Ignoré el miedo de que me hubiera abandonado y me concentré en mi nuevo hijo.
Fernando, así lo llamábamos, era un niño hermoso aun siendo un bebé, de suaves cabellos castaños, ojos de color ámbar y delicados huesos bajo su aspecto rechoncho, señal inequívoca de su sangre aragonesa. Sabía que cuando creciera se parecería a la familia de mi padre y me consolaba abrazarlo, acariciar los pliegues que se le formaban en el cuello y disfrutar de su ansiosa boquita en mi pezón. Más que estar inquieto, gorjeaba, chapurreaba y reía con placer. Era dócil como Carlos lo había sido al nacer, pero a diferencia de él, experimentaba tal curiosidad por todo lo que le rodeaba que la expresión constante de asombro en sus grandes ojos y en su perfecta boquita nos cautivaba a todos.
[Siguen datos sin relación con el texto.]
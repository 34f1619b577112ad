//! Selection ranges and the range resolver
//!
//! A [`Range`] arrives from the host as two `(node, offset)` endpoints. The
//! resolver turns it into the ordered run of text leaves it touches plus the
//! exact character offsets inside the first and last leaf.

use crate::error::{StyleError, StyleResult};
use crate::tree::{NodeId, NodeKind, Tree};
use serde::{Deserialize, Serialize};

/// One end of a selection
///
/// For a text leaf `offset` counts characters; for a container it counts
/// children.
#[derive(Debug, Clone, Copy, PartialEq, Eq, Serialize, Deserialize)]
pub struct Endpoint {
    pub node: NodeId,
    pub offset: usize,
}

impl Endpoint {
    pub fn new(node: NodeId, offset: usize) -> Self {
        Self { node, offset }
    }
}

/// Selection as reported by the host; never stored by the engine
#[derive(Debug, Clone, Copy, PartialEq, Eq, Serialize, Deserialize)]
pub struct Range {
    pub start: Endpoint,
    pub end: Endpoint,
}

impl Range {
    pub fn new(start: Endpoint, end: Endpoint) -> Self {
        Self { start, end }
    }

    /// Range inside a single leaf
    pub fn within(leaf: NodeId, start: usize, end: usize) -> Self {
        Self::new(Endpoint::new(leaf, start), Endpoint::new(leaf, end))
    }

    /// Caret position (start == end)
    pub fn collapsed(node: NodeId, offset: usize) -> Self {
        Self::within(node, offset, offset)
    }

    pub fn is_collapsed(&self) -> bool {
        self.start == self.end
    }

    /// Range from the start of the first leaf to the end of the last one
    pub fn spanning(tree: &Tree, leaves: &[NodeId]) -> Option<Self> {
        let first = *leaves.first()?;
        let last = *leaves.last()?;
        Some(Self::new(
            Endpoint::new(first, 0),
            Endpoint::new(last, tree.char_len(last)),
        ))
    }
}

/// Leaves touched by a range, in document order
#[derive(Debug, Clone, Default, PartialEq, Eq)]
pub struct ResolvedRange {
    pub leaves: Vec<NodeId>,
    /// Character offset in the first leaf
    pub start_offset: usize,
    /// Character offset in the last leaf
    pub end_offset: usize,
}

impl ResolvedRange {
    pub fn is_empty(&self) -> bool {
        self.leaves.is_empty()
    }

    /// Single leaf with start == end
    pub fn is_collapsed(&self) -> bool {
        self.leaves.len() == 1 && self.start_offset == self.end_offset
    }

    /// Split the boundary leaves so the range covers whole leaves
    ///
    /// Returns the pieces inside the range in document order. Halves that
    /// fall outside stay in the tree untouched; empty halves are never made.
    pub fn split_boundaries(&self, tree: &mut Tree) -> StyleResult<Vec<NodeId>> {
        match self.leaves.as_slice() {
            [] => Ok(Vec::new()),
            [only] => {
                let (prefix, _) = tree.split_leaf(*only, self.end_offset)?;
                let Some(prefix) = prefix else {
                    return Ok(Vec::new());
                };
                let (_, middle) = tree.split_leaf(prefix, self.start_offset)?;
                Ok(middle.into_iter().collect())
            }
            [first, interior @ .., last] => {
                let (_, head) = tree.split_leaf(*first, self.start_offset)?;
                let (tail, _) = tree.split_leaf(*last, self.end_offset)?;
                Ok(head
                    .into_iter()
                    .chain(interior.iter().copied())
                    .chain(tail)
                    .collect())
            }
        }
    }
}

/// Resolve a range against the tree
///
/// Fails with `InvalidRange` if an endpoint is not reachable from the root,
/// an offset is out of bounds, or the end precedes the start. An endpoint that
/// points at a container resolves to leaves inside it: the start to the first
/// leaf at or after the child offset, the end to the last leaf of the
/// container (select-to-end-of-node).
pub fn resolve(tree: &Tree, range: &Range) -> StyleResult<ResolvedRange> {
    check_range(tree, range)?;
    if range.is_collapsed() {
        return Ok(resolve_caret(tree, &range.start));
    }

    let (start_leaf, start_offset) = if tree.is_leaf(range.start.node) {
        (Some(range.start.node), range.start.offset)
    } else {
        (leaf_at_boundary(tree, range.start.node, range.start.offset), 0)
    };

    let (end_leaf, end_offset) = if tree.is_leaf(range.end.node) {
        (Some(range.end.node), range.end.offset)
    } else {
        let last = tree.last_leaf_in(range.end.node);
        (last, last.map_or(0, |leaf| tree.char_len(leaf)))
    };

    let (Some(start_leaf), Some(end_leaf)) = (start_leaf, end_leaf) else {
        return Ok(ResolvedRange::default());
    };

    if start_leaf == end_leaf {
        if start_offset > end_offset {
            return Err(StyleError::InvalidRange(format!(
                "end offset {} precedes start offset {} in {}",
                end_offset, start_offset, start_leaf
            )));
        }
        return Ok(ResolvedRange {
            leaves: vec![start_leaf],
            start_offset,
            end_offset,
        });
    }

    let mut leaves = Vec::new();
    let mut cursor = Some(start_leaf);
    while let Some(current) = cursor {
        if tree.is_leaf(current) {
            leaves.push(current);
            if current == end_leaf {
                return Ok(ResolvedRange {
                    leaves,
                    start_offset,
                    end_offset,
                });
            }
        }
        cursor = tree.next_in_preorder(current);
    }

    Err(StyleError::InvalidRange(format!(
        "end {} precedes start {} in document order",
        end_leaf, start_leaf
    )))
}

/// Fail with `InvalidRange` unless both endpoints are reachable and in bounds
pub fn check_range(tree: &Tree, range: &Range) -> StyleResult<()> {
    check_endpoint(tree, &range.start, "start")?;
    check_endpoint(tree, &range.end, "end")
}

/// Leaf a caret sits in
///
/// A caret between two children of a container belongs to the leaf that ends
/// just before it, or to the first leaf after it when nothing precedes it.
fn resolve_caret(tree: &Tree, caret: &Endpoint) -> ResolvedRange {
    if tree.is_leaf(caret.node) {
        return ResolvedRange {
            leaves: vec![caret.node],
            start_offset: caret.offset,
            end_offset: caret.offset,
        };
    }

    let before = caret
        .offset
        .checked_sub(1)
        .and_then(|index| tree.children(caret.node).get(index).copied())
        .and_then(|child| tree.last_leaf_in(child));
    let (leaf, offset) = match before {
        Some(leaf) => (Some(leaf), tree.char_len(leaf)),
        None => (leaf_at_boundary(tree, caret.node, caret.offset), 0),
    };

    match leaf {
        Some(leaf) => ResolvedRange {
            leaves: vec![leaf],
            start_offset: offset,
            end_offset: offset,
        },
        None => ResolvedRange::default(),
    }
}

fn check_endpoint(tree: &Tree, endpoint: &Endpoint, which: &str) -> StyleResult<()> {
    if !tree.is_attached(endpoint.node) {
        return Err(StyleError::InvalidRange(format!(
            "{} node {} is not reachable from the root",
            which, endpoint.node
        )));
    }
    let len = match tree.get(endpoint.node).map(|n| n.kind()) {
        Some(NodeKind::Text(_)) => tree.char_len(endpoint.node),
        _ => tree.children(endpoint.node).len(),
    };
    if endpoint.offset > len {
        return Err(StyleError::InvalidRange(format!(
            "{} offset {} exceeds length {} of {}",
            which, endpoint.offset, len, endpoint.node
        )));
    }
    Ok(())
}

/// First leaf at or after the boundary before child `offset` of `node`
fn leaf_at_boundary(tree: &Tree, node: NodeId, offset: usize) -> Option<NodeId> {
    let from = match tree.children(node).get(offset) {
        Some(&child) => child,
        None => tree.next_after_subtree(node)?,
    };
    tree.first_leaf_from(from)
}

#[cfg(test)]
mod tests {
    use super::*;
    use crate::tree::{Container, Tag};

    /// a <b>b c</b> d, with "b c" as two leaves
    fn sample() -> (Tree, Vec<NodeId>, NodeId) {
        let mut tree = Tree::new();
        let root = tree.root();
        let a = tree.push_text(root, "aa").unwrap();
        let bold = tree.push_container(root, Container::new(Tag::Bold)).unwrap();
        let b = tree.push_text(bold, "bb").unwrap();
        let c = tree.push_text(bold, "cc").unwrap();
        let d = tree.push_text(root, "dd").unwrap();
        (tree, vec![a, b, c, d], bold)
    }

    #[test]
    fn test_resolve_across_containers() {
        let (tree, leaves, _) = sample();
        let range = Range::new(Endpoint::new(leaves[0], 1), Endpoint::new(leaves[3], 1));

        let resolved = resolve(&tree, &range).unwrap();

        assert_eq!(resolved.leaves, leaves);
        assert_eq!(resolved.start_offset, 1);
        assert_eq!(resolved.end_offset, 1);
    }

    #[test]
    fn test_collapsed_range_is_single_leaf() {
        let (tree, leaves, _) = sample();
        let resolved = resolve(&tree, &Range::collapsed(leaves[1], 1)).unwrap();
        assert_eq!(resolved.leaves, vec![leaves[1]]);
        assert!(resolved.is_collapsed());
    }

    #[test]
    fn test_container_end_selects_to_end_of_node() {
        let (tree, leaves, bold) = sample();
        let range = Range::new(Endpoint::new(leaves[0], 0), Endpoint::new(bold, 0));

        let resolved = resolve(&tree, &range).unwrap();

        assert_eq!(resolved.leaves, leaves[..3].to_vec());
        assert_eq!(resolved.end_offset, 2);
    }

    #[test]
    fn test_container_start_uses_child_offset() {
        let (tree, leaves, bold) = sample();
        let range = Range::new(Endpoint::new(bold, 1), Endpoint::new(leaves[3], 2));

        let resolved = resolve(&tree, &range).unwrap();

        assert_eq!(resolved.leaves, leaves[2..].to_vec());
        assert_eq!(resolved.start_offset, 0);
    }

    #[test]
    fn test_container_caret_after_last_child() {
        let (tree, leaves, bold) = sample();

        let resolved = resolve(&tree, &Range::collapsed(bold, 2)).unwrap();

        assert_eq!(resolved.leaves, vec![leaves[2]]);
        assert_eq!(resolved.start_offset, 2);
        assert!(resolved.is_collapsed());
    }

    #[test]
    fn test_container_caret_before_first_child() {
        let (tree, leaves, bold) = sample();
        let resolved = resolve(&tree, &Range::collapsed(bold, 0)).unwrap();
        assert_eq!(resolved.leaves, vec![leaves[1]]);
        assert_eq!(resolved.start_offset, 0);
    }

    #[test]
    fn test_reversed_range_is_invalid() {
        let (tree, leaves, _) = sample();
        let range = Range::new(Endpoint::new(leaves[3], 0), Endpoint::new(leaves[0], 1));
        assert!(matches!(resolve(&tree, &range), Err(StyleError::InvalidRange(_))));

        let backwards = Range::within(leaves[0], 2, 1);
        assert!(matches!(resolve(&tree, &backwards), Err(StyleError::InvalidRange(_))));
    }

    #[test]
    fn test_unreachable_or_out_of_bounds_endpoints() {
        let (mut tree, leaves, _) = sample();
        let loose = tree.create_text("loose");
        assert!(resolve(&tree, &Range::within(loose, 0, 1)).is_err());
        assert!(resolve(&tree, &Range::within(leaves[0], 0, 3)).is_err());
    }

    #[test]
    fn test_split_boundaries_single_leaf() {
        let mut tree = Tree::new();
        let root = tree.root();
        let leaf = tree.push_text(root, "Hello World").unwrap();
        let resolved = resolve(&tree, &Range::within(leaf, 2, 7)).unwrap();

        let pieces = resolved.split_boundaries(&mut tree).unwrap();

        assert_eq!(pieces.len(), 1);
        assert_eq!(tree.text(pieces[0]), Some("llo W"));
        assert_eq!(tree.text_content(), "Hello World");
        assert_eq!(tree.children(root).len(), 3);
    }

    #[test]
    fn test_split_boundaries_skips_untouched_edges() {
        let (mut tree, leaves, _) = sample();
        let range = Range::new(Endpoint::new(leaves[0], 2), Endpoint::new(leaves[3], 0));
        let resolved = resolve(&tree, &range).unwrap();

        let pieces = resolved.split_boundaries(&mut tree).unwrap();

        assert_eq!(pieces, vec![leaves[1], leaves[2]]);
    }
}
//! Serializable view of the tree for the host
//!
//! The host renders the snapshot and keeps the node handles so it can report
//! selections back as `(leaf, offset)` pairs.

use super::document::Tree;
use super::node::{NodeId, NodeKind};
use serde::{Deserialize, Serialize};

#[derive(Debug, Clone, PartialEq, Serialize, Deserialize)]
#[serde(tag = "type", rename_all = "camelCase")]
pub enum NodeSnapshot {
    Text {
        id: NodeId,
        text: String,
    },
    #[serde(rename_all = "camelCase")]
    Container {
        id: NodeId,
        tag: String,
        #[serde(skip_serializing_if = "Option::is_none")]
        family: Option<String>,
        #[serde(skip_serializing_if = "Option::is_none")]
        style: Option<String>,
        children: Vec<NodeSnapshot>,
    },
    Embed {
        id: NodeId,
        name: String,
    },
}

impl NodeSnapshot {
    pub fn id(&self) -> NodeId {
        match self {
            NodeSnapshot::Text { id, .. }
            | NodeSnapshot::Container { id, .. }
            | NodeSnapshot::Embed { id, .. } => *id,
        }
    }
}

impl Tree {
    /// Snapshot of the whole tree, root first
    pub fn snapshot(&self) -> NodeSnapshot {
        self.snapshot_of(self.root())
    }

    fn snapshot_of(&self, id: NodeId) -> NodeSnapshot {
        match self.get(id).map(|n| n.kind()) {
            Some(NodeKind::Text(text)) => NodeSnapshot::Text {
                id,
                text: text.clone(),
            },
            Some(NodeKind::Embed { name, .. }) => NodeSnapshot::Embed {
                id,
                name: name.clone(),
            },
            Some(NodeKind::Container(container)) => NodeSnapshot::Container {
                id,
                tag: container.tag.name().to_string(),
                family: container.family.clone(),
                style: container.style_attribute(),
                children: self
                    .children(id)
                    .iter()
                    .map(|&child| self.snapshot_of(child))
                    .collect(),
            },
            None => NodeSnapshot::Text {
                id,
                text: String::new(),
            },
        }
    }

    /// Snapshot as JSON text
    pub fn to_json(&self) -> serde_json::Result<String> {
        serde_json::to_string(&self.snapshot())
    }
}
El efecto que tuvo en mi madre fue milagroso. Abandonó el luto como si mudara de piel y volvió a ser la misma de siempre. Un ligero color tiñó sus mejillas y su paso recuperó el vigor, como si todos sus dolores se hubieran desvanecido. Comprobé con alivio que no estaba tan enferma, sino más bien que habían sido las recientes pérdidas y las preocupaciones por España las que la habían puesto así. Ahora, sin embargo, tenía un nuevo nieto y yo sufría con paciencia su obsesiva preocupación por la salud del niño y el examen de su casa real. Quería más sirvientes a su servicio y yo le recordé que a él le daba igual cuántos pajes atendían su cuna. Sin embargo, accedí a sus deseos de ponerle un médico sólo para él. El hijo de mi hermana Isabel había sido una criatura saludable hasta que enfermó y murió. La muerte había asolado nuestra familia durante años, trastocando nuestras mayores esperanzas, por lo que decidí que Fernando recibiera los mejores cuidados. No obstante, en un punto fui firme: debía amamantarlo. No lo entregaría al protocolo establecido, según el cual el príncipe recién nacido debería quedar al cuidado de una nodriza y de guardianes elegidos.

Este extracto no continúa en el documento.